:: WORK ORDER ::
Return the lines of the data below exactly. Start at the first and end with the line containing "falls to it.".

Stored data:
--- START ---

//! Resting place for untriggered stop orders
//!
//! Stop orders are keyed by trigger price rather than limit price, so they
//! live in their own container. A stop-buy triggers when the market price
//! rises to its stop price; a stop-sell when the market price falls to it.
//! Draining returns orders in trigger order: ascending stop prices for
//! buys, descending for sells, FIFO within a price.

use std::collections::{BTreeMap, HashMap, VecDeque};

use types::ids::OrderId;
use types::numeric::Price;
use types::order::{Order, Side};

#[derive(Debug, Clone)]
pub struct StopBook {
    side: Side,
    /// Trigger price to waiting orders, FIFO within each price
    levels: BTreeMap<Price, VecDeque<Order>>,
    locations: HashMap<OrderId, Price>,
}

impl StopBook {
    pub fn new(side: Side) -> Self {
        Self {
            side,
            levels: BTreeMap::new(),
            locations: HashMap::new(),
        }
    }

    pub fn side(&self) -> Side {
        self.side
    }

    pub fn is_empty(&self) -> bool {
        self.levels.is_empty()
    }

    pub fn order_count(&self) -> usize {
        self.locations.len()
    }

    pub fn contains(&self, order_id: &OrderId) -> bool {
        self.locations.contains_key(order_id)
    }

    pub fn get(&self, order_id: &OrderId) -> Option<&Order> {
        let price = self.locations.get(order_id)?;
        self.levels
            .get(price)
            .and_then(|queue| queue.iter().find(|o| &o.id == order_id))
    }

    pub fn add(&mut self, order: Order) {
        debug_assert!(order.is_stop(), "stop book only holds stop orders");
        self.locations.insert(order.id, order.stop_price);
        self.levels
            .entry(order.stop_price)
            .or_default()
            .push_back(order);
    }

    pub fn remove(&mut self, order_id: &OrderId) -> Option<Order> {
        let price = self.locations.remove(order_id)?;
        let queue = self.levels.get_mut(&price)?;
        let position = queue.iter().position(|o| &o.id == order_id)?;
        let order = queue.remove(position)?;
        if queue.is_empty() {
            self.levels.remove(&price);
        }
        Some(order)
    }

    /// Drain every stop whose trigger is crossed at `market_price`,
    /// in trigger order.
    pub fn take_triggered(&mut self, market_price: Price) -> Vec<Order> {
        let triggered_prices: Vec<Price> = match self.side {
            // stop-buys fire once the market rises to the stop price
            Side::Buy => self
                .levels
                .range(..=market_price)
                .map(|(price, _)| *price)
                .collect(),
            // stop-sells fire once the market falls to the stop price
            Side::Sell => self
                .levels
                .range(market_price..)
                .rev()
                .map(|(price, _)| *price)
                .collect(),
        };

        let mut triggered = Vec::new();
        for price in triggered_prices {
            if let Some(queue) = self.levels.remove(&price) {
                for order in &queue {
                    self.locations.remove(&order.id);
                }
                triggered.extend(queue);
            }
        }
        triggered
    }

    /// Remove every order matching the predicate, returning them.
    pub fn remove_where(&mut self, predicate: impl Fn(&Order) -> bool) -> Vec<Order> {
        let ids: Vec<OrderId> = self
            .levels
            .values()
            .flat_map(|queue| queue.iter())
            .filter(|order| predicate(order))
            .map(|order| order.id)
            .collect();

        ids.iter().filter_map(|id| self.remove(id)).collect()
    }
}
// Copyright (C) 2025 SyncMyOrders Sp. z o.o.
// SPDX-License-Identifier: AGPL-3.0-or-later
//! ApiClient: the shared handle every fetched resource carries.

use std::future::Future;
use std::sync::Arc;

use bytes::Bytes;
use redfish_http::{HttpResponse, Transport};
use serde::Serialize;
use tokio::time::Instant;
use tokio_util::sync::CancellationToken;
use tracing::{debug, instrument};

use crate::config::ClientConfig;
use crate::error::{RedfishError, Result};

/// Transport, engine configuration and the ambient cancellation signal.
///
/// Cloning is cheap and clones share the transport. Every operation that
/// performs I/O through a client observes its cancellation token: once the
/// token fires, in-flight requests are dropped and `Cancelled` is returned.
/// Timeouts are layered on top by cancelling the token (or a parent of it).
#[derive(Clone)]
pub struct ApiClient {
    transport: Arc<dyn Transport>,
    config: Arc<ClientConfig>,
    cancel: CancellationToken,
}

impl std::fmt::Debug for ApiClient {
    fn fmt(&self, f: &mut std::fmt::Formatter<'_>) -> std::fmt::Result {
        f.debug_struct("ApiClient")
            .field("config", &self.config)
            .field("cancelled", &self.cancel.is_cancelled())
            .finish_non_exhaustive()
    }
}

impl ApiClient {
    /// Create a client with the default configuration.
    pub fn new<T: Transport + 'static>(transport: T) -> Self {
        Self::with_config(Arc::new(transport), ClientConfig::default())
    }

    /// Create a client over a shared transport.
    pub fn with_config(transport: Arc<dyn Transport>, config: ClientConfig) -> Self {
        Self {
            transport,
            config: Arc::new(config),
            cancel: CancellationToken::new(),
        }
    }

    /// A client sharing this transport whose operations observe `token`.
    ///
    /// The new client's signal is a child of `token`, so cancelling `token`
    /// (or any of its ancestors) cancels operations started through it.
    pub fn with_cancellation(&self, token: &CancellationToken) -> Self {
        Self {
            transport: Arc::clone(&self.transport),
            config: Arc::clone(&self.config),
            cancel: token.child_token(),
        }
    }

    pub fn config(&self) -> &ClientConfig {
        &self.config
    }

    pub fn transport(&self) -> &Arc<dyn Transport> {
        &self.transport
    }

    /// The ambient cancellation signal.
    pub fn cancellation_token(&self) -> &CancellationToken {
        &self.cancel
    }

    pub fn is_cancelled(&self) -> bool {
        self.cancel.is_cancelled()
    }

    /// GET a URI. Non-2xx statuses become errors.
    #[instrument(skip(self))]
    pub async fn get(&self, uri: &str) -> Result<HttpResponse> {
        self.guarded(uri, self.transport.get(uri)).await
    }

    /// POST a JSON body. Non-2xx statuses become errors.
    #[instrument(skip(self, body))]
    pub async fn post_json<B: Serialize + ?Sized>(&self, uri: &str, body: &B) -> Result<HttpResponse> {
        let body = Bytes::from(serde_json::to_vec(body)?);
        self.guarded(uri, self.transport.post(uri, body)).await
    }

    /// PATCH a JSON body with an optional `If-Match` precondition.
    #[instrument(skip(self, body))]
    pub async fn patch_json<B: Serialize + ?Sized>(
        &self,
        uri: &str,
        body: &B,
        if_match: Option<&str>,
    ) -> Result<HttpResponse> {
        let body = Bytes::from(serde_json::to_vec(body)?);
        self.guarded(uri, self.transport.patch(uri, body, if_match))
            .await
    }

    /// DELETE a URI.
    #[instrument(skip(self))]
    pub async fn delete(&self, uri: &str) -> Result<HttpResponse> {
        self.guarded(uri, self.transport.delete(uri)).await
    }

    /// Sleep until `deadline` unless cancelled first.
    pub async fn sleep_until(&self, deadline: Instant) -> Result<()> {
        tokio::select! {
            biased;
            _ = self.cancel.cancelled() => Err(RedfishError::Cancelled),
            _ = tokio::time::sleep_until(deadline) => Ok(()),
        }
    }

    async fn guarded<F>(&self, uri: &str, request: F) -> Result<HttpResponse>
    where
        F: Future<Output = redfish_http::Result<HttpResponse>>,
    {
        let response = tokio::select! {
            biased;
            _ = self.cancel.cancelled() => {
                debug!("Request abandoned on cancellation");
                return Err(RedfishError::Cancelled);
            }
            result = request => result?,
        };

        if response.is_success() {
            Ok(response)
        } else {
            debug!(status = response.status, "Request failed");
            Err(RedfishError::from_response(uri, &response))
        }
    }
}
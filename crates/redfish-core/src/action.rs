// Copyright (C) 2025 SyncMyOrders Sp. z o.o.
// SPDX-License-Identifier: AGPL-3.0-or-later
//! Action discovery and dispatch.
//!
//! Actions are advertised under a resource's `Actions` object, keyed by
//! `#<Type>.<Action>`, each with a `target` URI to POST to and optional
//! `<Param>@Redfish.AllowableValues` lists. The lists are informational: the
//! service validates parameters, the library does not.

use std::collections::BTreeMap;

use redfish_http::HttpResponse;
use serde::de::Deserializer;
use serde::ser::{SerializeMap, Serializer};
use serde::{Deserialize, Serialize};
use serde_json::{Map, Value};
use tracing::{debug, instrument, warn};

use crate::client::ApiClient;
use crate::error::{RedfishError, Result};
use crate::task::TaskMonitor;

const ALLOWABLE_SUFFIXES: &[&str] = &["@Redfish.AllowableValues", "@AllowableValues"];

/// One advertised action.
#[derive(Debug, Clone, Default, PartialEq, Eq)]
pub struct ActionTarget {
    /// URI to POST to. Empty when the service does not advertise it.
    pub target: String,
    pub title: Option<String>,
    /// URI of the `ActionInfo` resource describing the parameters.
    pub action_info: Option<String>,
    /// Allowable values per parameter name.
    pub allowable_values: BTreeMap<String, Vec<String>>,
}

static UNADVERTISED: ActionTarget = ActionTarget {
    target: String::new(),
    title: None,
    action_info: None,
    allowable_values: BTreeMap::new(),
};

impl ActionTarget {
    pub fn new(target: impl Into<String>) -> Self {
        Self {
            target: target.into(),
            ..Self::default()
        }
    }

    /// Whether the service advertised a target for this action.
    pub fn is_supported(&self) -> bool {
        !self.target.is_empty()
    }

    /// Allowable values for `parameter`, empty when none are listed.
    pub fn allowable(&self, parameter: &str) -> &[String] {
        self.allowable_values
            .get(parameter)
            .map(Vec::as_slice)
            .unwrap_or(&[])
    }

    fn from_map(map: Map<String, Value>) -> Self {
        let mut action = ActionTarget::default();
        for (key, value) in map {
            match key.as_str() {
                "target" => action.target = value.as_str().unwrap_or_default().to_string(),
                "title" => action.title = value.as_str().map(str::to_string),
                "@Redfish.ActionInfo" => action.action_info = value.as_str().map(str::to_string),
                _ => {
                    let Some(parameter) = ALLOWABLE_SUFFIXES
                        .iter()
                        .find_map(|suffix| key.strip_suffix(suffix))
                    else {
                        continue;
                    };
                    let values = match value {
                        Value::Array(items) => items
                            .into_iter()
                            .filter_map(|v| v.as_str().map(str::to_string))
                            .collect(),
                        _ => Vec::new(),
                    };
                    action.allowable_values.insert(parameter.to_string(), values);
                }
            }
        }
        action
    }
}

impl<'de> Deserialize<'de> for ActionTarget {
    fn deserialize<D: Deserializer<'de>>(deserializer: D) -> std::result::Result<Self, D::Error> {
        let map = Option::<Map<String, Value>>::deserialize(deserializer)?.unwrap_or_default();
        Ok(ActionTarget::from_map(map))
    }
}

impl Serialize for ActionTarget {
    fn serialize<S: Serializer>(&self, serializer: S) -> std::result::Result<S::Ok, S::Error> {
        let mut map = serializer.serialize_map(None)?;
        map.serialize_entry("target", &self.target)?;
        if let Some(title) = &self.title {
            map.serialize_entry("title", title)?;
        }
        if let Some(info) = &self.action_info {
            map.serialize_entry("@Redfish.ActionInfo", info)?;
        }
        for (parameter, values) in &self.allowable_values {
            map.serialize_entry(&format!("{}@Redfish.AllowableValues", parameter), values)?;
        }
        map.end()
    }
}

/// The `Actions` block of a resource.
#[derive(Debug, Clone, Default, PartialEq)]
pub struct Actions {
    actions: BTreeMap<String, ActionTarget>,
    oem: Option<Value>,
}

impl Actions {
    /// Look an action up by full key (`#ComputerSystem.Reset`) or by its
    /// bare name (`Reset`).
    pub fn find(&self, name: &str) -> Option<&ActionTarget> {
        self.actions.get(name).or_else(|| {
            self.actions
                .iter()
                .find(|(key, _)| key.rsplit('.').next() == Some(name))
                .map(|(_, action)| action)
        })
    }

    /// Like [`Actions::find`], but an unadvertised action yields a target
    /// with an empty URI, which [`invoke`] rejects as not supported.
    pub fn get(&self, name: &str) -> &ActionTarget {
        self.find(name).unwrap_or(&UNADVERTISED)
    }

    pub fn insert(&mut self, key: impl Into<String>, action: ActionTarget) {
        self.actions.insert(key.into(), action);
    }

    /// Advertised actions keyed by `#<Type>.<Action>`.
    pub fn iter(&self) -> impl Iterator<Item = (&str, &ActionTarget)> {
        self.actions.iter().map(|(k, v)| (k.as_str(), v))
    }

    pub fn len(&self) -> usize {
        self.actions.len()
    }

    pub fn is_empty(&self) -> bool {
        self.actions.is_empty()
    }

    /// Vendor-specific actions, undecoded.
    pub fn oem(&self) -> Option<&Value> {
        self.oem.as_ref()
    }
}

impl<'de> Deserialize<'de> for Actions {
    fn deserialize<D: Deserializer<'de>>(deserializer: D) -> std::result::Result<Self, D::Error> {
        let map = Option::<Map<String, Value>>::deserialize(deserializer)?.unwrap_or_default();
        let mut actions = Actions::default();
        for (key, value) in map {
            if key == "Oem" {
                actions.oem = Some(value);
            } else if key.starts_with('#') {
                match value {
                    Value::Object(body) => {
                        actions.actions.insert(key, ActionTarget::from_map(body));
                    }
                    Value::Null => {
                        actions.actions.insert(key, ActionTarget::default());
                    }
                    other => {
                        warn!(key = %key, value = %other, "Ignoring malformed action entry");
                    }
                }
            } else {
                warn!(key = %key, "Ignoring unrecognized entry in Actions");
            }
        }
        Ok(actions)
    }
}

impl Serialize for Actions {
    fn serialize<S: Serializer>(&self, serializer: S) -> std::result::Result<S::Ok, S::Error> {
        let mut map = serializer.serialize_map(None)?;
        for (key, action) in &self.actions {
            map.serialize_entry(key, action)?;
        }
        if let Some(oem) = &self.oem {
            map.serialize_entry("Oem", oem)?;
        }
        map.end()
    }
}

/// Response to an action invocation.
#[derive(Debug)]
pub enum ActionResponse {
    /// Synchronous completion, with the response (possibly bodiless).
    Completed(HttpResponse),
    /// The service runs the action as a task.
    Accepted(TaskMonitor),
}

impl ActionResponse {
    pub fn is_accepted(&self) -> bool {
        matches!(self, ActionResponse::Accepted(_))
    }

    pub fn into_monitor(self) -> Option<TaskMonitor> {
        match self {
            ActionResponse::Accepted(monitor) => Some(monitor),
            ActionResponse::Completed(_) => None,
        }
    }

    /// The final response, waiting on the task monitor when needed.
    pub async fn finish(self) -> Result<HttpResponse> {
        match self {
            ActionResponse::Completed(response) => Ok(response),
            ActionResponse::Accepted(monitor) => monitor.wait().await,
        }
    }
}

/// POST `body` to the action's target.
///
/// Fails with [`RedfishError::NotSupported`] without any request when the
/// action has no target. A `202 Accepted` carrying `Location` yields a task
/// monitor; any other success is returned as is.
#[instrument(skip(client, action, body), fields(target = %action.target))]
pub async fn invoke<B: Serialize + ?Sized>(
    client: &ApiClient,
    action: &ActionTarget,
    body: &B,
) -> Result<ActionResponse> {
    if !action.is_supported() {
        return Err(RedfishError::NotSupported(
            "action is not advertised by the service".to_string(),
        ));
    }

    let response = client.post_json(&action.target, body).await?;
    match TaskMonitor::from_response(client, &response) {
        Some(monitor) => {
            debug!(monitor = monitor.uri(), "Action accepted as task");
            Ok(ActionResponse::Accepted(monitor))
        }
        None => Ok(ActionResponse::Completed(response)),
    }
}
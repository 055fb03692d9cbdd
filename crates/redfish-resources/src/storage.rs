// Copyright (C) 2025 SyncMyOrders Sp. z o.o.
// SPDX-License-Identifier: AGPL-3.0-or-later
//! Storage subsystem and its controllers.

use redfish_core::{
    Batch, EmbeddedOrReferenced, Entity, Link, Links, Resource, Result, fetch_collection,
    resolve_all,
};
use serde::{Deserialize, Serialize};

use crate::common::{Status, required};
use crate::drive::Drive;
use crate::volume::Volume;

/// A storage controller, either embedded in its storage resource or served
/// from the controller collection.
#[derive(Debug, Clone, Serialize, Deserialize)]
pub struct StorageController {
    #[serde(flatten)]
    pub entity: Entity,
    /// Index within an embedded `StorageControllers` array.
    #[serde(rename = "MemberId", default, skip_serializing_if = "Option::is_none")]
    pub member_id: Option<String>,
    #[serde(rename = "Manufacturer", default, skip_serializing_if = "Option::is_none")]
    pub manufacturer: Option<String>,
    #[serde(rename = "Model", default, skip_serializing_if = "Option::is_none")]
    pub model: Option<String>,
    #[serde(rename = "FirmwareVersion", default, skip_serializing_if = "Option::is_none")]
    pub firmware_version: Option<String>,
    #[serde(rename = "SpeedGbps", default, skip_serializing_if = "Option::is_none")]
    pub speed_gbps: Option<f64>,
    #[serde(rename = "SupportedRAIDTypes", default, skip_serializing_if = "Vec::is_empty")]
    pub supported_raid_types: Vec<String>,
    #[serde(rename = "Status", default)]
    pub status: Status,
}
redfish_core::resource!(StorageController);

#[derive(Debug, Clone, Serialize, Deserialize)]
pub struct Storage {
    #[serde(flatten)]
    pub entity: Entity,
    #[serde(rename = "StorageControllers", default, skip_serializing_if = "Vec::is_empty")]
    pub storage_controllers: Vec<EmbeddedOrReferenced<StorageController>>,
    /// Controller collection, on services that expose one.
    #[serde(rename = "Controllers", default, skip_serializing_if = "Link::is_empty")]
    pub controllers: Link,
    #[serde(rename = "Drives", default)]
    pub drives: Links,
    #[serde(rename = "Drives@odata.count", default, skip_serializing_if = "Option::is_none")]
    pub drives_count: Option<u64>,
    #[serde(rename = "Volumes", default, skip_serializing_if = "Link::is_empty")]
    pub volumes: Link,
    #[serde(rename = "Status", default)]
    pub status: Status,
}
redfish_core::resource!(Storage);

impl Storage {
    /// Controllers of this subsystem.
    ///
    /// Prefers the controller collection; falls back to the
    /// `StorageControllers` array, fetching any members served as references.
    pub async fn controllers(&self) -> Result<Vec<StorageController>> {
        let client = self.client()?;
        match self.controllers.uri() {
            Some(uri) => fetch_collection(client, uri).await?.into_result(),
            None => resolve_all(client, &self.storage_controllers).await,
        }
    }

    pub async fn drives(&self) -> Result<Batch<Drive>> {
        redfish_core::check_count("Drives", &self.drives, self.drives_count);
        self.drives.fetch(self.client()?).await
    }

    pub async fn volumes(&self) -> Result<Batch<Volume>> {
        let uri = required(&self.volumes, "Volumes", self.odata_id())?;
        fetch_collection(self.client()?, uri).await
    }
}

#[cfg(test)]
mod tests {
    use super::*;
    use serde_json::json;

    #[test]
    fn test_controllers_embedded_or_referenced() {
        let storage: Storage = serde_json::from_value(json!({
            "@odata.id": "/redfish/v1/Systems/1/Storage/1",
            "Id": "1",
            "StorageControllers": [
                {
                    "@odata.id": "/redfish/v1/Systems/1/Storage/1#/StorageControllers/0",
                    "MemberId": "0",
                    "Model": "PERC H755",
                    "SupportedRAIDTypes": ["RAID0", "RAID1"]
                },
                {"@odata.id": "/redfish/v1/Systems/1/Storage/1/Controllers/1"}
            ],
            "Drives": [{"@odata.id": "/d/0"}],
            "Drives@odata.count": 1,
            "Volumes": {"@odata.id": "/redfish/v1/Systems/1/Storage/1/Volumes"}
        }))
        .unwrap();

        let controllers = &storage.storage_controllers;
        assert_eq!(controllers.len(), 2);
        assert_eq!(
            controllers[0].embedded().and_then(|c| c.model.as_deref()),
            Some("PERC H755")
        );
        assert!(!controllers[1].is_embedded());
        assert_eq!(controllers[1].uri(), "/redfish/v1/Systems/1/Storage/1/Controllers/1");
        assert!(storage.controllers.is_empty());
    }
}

--- END ---

:: TASK OUTPUT ::
//! Resting place for untriggered stop orders
//!
//! Stop orders are keyed by trigger price rather than limit price, so they
//! live in their own container. A stop-buy triggers when the market price
//! rises to its stop price; a stop-sell when the market price falls to it.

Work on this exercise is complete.